__Records for processing__.

*** Begin section ***

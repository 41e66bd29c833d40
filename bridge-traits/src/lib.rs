//! # Host Bridge Traits
//!
//! Platform abstraction traits that must be implemented by each host platform.
//!
//! ## Overview
//!
//! This crate defines the contract between the playback binding core and the
//! platform it runs on. Each trait is a capability the core needs but that
//! every platform provides differently.
//!
//! ## Traits
//!
//! ### Native media backends
//! - [`SurfaceDecoder`](surface::SurfaceDecoder) + [`RenderSurface`](surface::RenderSurface) -
//!   decoder and rendering surface with independent lifecycles (Android-style)
//! - [`AssetPlayerBackend`](asset::AssetPlayerBackend) - asset, player item and
//!   player layer stack with single and looping players (iOS-style)
//!
//! ### Host collaborators
//! - [`UiDispatcher`](dispatch::UiDispatcher) - run work on the UI-affine context or in the background
//! - [`PathResolver`](paths::PathResolver) - URL classification and absolute path resolution
//! - [`LoggerSink`](log::LoggerSink) - forward structured logs to host logging
//!
//! ## Platform Requirements
//!
//! | Platform | Media backend          | Collaborators      |
//! |----------|------------------------|--------------------|
//! | Desktop  | host supplied          | `bridge-desktop`   |
//! | Android  | `SurfaceDecoder`       | host supplied      |
//! | iOS      | `AssetPlayerBackend`   | host supplied      |
//!
//! ## Callbacks
//!
//! Native backends never call into the core directly. They emit signals through
//! a [`SignalSink`](signal::SignalSink) registered at construction, and the
//! core drains those signals on the UI-affine context.
//!
//! ## Error Handling
//!
//! All bridge traits use [`BridgeError`](error::BridgeError). Implementations
//! should map native exceptions onto the closest variant and keep the native
//! message.

pub mod asset;
pub mod dispatch;
pub mod error;
pub mod geometry;
pub mod log;
pub mod paths;
pub mod signal;
pub mod surface;

pub use error::BridgeError;

// Re-export commonly used types
pub use asset::{AssetPlayerBackend, AssetSignal, ItemStatus, PlayerMode, VideoGravity};
pub use dispatch::{DispatchTask, UiDispatcher};
pub use geometry::{Rect, Transform, VideoSize};
pub use log::{ConsoleLogger, LogEntry, LogLevel, LoggerSink};
pub use paths::PathResolver;
pub use signal::SignalSink;
pub use surface::{RenderSurface, ScalingMode, SurfaceDecoder, SurfaceHandle, SurfaceSignal};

*** End section ***

Would you please copy the lines above, from the one holding "looping players (iOS-style)" through the last, and nothing else?

__Response box__.
//!   player layer stack with single and looping players (iOS-style)
//!
//! ### Host collaborators
//! - [`UiDispatcher`](dispatch::UiDispatcher) - run work on the UI-affine context or in the background
//! - [`PathResolver`](paths::PathResolver) - URL classification and absolute path resolution
//! - [`LoggerSink`](log::LoggerSink) - forward structured logs to host logging
//!
//! ## Platform Requirements
//!
//! | Platform | Media backend          | Collaborators      |
//! |----------|------------------------|--------------------|
//! | Desktop  | host supplied          | `bridge-desktop`   |
//! | Android  | `SurfaceDecoder`       | host supplied      |
//! | iOS      | `AssetPlayerBackend`   | host supplied      |
//!
//! ## Callbacks
//!
//! Native backends never call into the core directly. They emit signals through
//! a [`SignalSink`](signal::SignalSink) registered at construction, and the
//! core drains those signals on the UI-affine context.
//!
//! ## Error Handling
//!
//! All bridge traits use [`BridgeError`](error::BridgeError). Implementations
//! should map native exceptions onto the closest variant and keep the native
//! message.

pub mod asset;
pub mod dispatch;
pub mod error;
pub mod geometry;
pub mod log;
pub mod paths;
pub mod signal;
pub mod surface;

pub use error::BridgeError;

// Re-export commonly used types
pub use asset::{AssetPlayerBackend, AssetSignal, ItemStatus, PlayerMode, VideoGravity};
pub use dispatch::{DispatchTask, UiDispatcher};
pub use geometry::{Rect, Transform, VideoSize};
pub use log::{ConsoleLogger, LogEntry, LogLevel, LoggerSink};
pub use paths::PathResolver;
pub use signal::SignalSink;
pub use surface::{RenderSurface, ScalingMode, SurfaceDecoder, SurfaceHandle, SurfaceSignal};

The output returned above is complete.